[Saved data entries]
- - -
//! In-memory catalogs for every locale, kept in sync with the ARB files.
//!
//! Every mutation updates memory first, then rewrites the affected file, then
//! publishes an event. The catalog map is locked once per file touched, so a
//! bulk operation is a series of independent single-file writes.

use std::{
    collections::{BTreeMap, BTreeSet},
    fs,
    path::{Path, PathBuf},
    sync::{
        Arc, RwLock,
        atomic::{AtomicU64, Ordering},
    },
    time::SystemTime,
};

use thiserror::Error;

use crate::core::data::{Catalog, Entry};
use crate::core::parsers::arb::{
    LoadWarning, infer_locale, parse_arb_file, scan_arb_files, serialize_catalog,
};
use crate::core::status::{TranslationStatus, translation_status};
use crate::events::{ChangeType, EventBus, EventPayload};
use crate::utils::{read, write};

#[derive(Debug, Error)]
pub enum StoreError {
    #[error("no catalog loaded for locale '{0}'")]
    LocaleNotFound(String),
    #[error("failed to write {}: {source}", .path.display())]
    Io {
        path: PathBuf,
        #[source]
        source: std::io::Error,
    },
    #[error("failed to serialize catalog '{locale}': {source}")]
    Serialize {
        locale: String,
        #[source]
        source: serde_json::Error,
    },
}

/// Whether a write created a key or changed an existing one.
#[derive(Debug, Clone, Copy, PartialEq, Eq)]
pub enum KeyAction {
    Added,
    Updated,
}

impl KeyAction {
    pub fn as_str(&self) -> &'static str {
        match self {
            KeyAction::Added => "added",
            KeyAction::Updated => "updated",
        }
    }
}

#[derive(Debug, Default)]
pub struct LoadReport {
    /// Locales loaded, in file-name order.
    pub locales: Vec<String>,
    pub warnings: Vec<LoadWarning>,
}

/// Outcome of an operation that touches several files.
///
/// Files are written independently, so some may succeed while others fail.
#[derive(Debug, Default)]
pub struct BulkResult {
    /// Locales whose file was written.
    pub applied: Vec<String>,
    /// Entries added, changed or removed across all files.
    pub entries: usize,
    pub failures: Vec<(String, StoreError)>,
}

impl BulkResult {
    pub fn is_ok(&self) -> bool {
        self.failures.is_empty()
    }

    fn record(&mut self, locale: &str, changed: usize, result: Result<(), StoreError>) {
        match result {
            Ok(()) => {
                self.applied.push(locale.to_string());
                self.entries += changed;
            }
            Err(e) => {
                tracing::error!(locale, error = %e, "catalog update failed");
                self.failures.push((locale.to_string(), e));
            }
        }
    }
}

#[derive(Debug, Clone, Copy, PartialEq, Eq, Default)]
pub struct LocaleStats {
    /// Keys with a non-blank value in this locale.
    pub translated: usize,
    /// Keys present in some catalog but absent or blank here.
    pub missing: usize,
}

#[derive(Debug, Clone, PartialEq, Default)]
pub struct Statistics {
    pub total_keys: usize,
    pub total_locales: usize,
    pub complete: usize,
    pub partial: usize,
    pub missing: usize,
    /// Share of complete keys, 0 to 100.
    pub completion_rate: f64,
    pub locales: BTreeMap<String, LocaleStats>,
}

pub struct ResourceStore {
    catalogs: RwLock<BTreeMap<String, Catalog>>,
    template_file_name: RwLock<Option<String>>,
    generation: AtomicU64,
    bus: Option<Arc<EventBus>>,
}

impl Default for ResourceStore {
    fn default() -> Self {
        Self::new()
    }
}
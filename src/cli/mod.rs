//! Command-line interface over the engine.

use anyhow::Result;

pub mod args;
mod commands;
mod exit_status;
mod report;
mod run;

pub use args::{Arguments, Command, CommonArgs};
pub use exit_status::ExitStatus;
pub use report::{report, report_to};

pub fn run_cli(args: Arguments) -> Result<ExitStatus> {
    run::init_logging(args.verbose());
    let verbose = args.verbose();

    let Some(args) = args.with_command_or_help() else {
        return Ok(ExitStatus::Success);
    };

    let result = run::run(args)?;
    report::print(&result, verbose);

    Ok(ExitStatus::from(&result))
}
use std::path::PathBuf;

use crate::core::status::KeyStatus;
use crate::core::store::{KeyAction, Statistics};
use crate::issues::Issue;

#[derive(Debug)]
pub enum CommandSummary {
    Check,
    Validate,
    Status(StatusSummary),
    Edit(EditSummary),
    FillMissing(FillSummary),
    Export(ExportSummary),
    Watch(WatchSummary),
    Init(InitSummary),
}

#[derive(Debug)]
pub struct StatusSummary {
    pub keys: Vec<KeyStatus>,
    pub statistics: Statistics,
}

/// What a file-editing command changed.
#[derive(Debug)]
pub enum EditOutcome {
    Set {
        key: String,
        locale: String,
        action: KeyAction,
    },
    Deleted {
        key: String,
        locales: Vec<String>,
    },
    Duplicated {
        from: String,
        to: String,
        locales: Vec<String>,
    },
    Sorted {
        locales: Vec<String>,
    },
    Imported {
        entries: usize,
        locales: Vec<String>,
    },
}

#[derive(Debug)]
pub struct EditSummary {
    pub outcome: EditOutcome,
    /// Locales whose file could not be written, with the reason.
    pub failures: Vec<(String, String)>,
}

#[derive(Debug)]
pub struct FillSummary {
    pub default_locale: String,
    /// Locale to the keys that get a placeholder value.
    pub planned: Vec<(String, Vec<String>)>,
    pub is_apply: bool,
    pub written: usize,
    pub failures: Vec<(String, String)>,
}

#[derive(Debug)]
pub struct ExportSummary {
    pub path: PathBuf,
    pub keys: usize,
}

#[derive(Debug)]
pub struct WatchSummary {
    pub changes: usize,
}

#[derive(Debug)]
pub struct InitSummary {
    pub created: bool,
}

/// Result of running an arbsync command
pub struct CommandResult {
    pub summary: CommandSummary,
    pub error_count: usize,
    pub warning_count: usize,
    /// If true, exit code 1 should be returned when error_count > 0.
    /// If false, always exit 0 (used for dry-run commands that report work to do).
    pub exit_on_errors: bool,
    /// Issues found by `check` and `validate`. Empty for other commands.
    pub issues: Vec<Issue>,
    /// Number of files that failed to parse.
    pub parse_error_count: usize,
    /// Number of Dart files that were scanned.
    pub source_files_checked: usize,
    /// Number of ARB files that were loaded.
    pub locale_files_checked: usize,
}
- - -
* Exercise prompt *
The response must contain every entry, each one identical to the original.

* Solution *
//! In-memory catalogs for every locale, kept in sync with the ARB files.
//!
//! Every mutation updates memory first, then rewrites the affected file, then
//! publishes an event. The catalog map is locked once per file touched, so a
//! bulk operation is a series of independent single-file writes.

use std::{
    collections::{BTreeMap, BTreeSet},
    fs,
    path::{Path, PathBuf},
    sync::{
        Arc, RwLock,
        atomic::{AtomicU64, Ordering},
    },
    time::SystemTime,
};

use thiserror::Error;

use crate::core::data::{Catalog, Entry};
use crate::core::parsers::arb::{
    LoadWarning, infer_locale, parse_arb_file, scan_arb_files, serialize_catalog,
};
use crate::core::status::{TranslationStatus, translation_status};
use crate::events::{ChangeType, EventBus, EventPayload};
use crate::utils::{read, write};

#[derive(Debug, Error)]
pub enum StoreError {
    #[error("no catalog loaded for locale '{0}'")]
    LocaleNotFound(String),
    #[error("failed to write {}: {source}", .path.display())]
    Io {
        path: PathBuf,
        #[source]
        source: std::io::Error,
    },
    #[error("failed to serialize catalog '{locale}': {source}")]
    Serialize {
        locale: String,
        #[source]
        source: serde_json::Error,
    },
}

/// Whether a write created a key or changed an existing one.
#[derive(Debug, Clone, Copy, PartialEq, Eq)]
pub enum KeyAction {
    Added,
    Updated,
}

impl KeyAction {
    pub fn as_str(&self) -> &'static str {
        match self {
            KeyAction::Added => "added",
            KeyAction::Updated => "updated",
        }
    }
}

#[derive(Debug, Default)]
pub struct LoadReport {
    /// Locales loaded, in file-name order.
    pub locales: Vec<String>,
    pub warnings: Vec<LoadWarning>,
}

/// Outcome of an operation that touches several files.
///
/// Files are written independently, so some may succeed while others fail.
#[derive(Debug, Default)]
pub struct BulkResult {
    /// Locales whose file was written.
    pub applied: Vec<String>,
    /// Entries added, changed or removed across all files.
    pub entries: usize,
    pub failures: Vec<(String, StoreError)>,
}

impl BulkResult {
    pub fn is_ok(&self) -> bool {
        self.failures.is_empty()
    }

    fn record(&mut self, locale: &str, changed: usize, result: Result<(), StoreError>) {
        match result {
            Ok(()) => {
                self.applied.push(locale.to_string());
                self.entries += changed;
            }
            Err(e) => {
                tracing::error!(locale, error = %e, "catalog update failed");
                self.failures.push((locale.to_string(), e));
            }
        }
    }
}

#[derive(Debug, Clone, Copy, PartialEq, Eq, Default)]
pub struct LocaleStats {
    /// Keys with a non-blank value in this locale.
    pub translated: usize,
    /// Keys present in some catalog but absent or blank here.
    pub missing: usize,
}

#[derive(Debug, Clone, PartialEq, Default)]
pub struct Statistics {
    pub total_keys: usize,
    pub total_locales: usize,
    pub complete: usize,
    pub partial: usize,
    pub missing: usize,
    /// Share of complete keys, 0 to 100.
    pub completion_rate: f64,
    pub locales: BTreeMap<String, LocaleStats>,
}

pub struct ResourceStore {
    catalogs: RwLock<BTreeMap<String, Catalog>>,
    template_file_name: RwLock<Option<String>>,
    generation: AtomicU64,
    bus: Option<Arc<EventBus>>,
}

impl Default for ResourceStore {
    fn default() -> Self {
        Self::new()
    }
}
filename src/cli/mod.rs
//! Command-line interface over the engine.

use anyhow::Result;

pub mod args;
mod commands;
mod exit_status;
mod report;
mod run;

pub use args::{Arguments, Command, CommonArgs};
pub use exit_status::ExitStatus;
pub use report::{report, report_to};

pub fn run_cli(args: Arguments) -> Result<ExitStatus> {
    run::init_logging(args.verbose());
    let verbose = args.verbose();

    let Some(args) = args.with_command_or_help() else {
        return Ok(ExitStatus::Success);
    };

    let result = run::run(args)?;
    report::print(&result, verbose);

    Ok(ExitStatus::from(&result))
}
use std::path::PathBuf;

use crate::core::status::KeyStatus;
use crate::core::store::{KeyAction, Statistics};
use crate::issues::Issue;

#[derive(Debug)]
pub enum CommandSummary {
    Check,
    Validate,
    Status(StatusSummary),
    Edit(EditSummary),
    FillMissing(FillSummary),
    Export(ExportSummary),
    Watch(WatchSummary),
    Init(InitSummary),
}

#[derive(Debug)]
pub struct StatusSummary {
    pub keys: Vec<KeyStatus>,
    pub statistics: Statistics,
}

/// What a file-editing command changed.
#[derive(Debug)]
pub enum EditOutcome {
    Set {
        key: String,
        locale: String,
        action: KeyAction,
    },
    Deleted {
        key: String,
        locales: Vec<String>,
    },
    Duplicated {
        from: String,
        to: String,
        locales: Vec<String>,
    },
    Sorted {
        locales: Vec<String>,
    },
    Imported {
        entries: usize,
        locales: Vec<String>,
    },
}

#[derive(Debug)]
pub struct EditSummary {
    pub outcome: EditOutcome,
    /// Locales whose file could not be written, with the reason.
    pub failures: Vec<(String, String)>,
}

#[derive(Debug)]
pub struct FillSummary {
    pub default_locale: String,
    /// Locale to the keys that get a placeholder value.
    pub planned: Vec<(String, Vec<String>)>,
    pub is_apply: bool,
    pub written: usize,
    pub failures: Vec<(String, String)>,
}

#[derive(Debug)]
pub struct ExportSummary {
    pub path: PathBuf,
    pub keys: usize,
}

#[derive(Debug)]
pub struct WatchSummary {
    pub changes: usize,
}

#[derive(Debug)]
pub struct InitSummary {
    pub created: bool,
}

/// Result of running an arbsync command
pub struct CommandResult {
    pub summary: CommandSummary,
    pub error_count: usize,
    pub warning_count: usize,
    /// If true, exit code 1 should be returned when error_count > 0.
    /// If false, always exit 0 (used for dry-run commands that report work to do).
    pub exit_on_errors: bool,
    /// Issues found by `check` and `validate`. Empty for other commands.
    pub issues: Vec<Issue>,
    /// Number of files that failed to parse.
    pub parse_error_count: usize,
    /// Number of Dart files that were scanned.
    pub source_files_checked: usize,
    /// Number of ARB files that were loaded.
    pub locale_files_checked: usize,
}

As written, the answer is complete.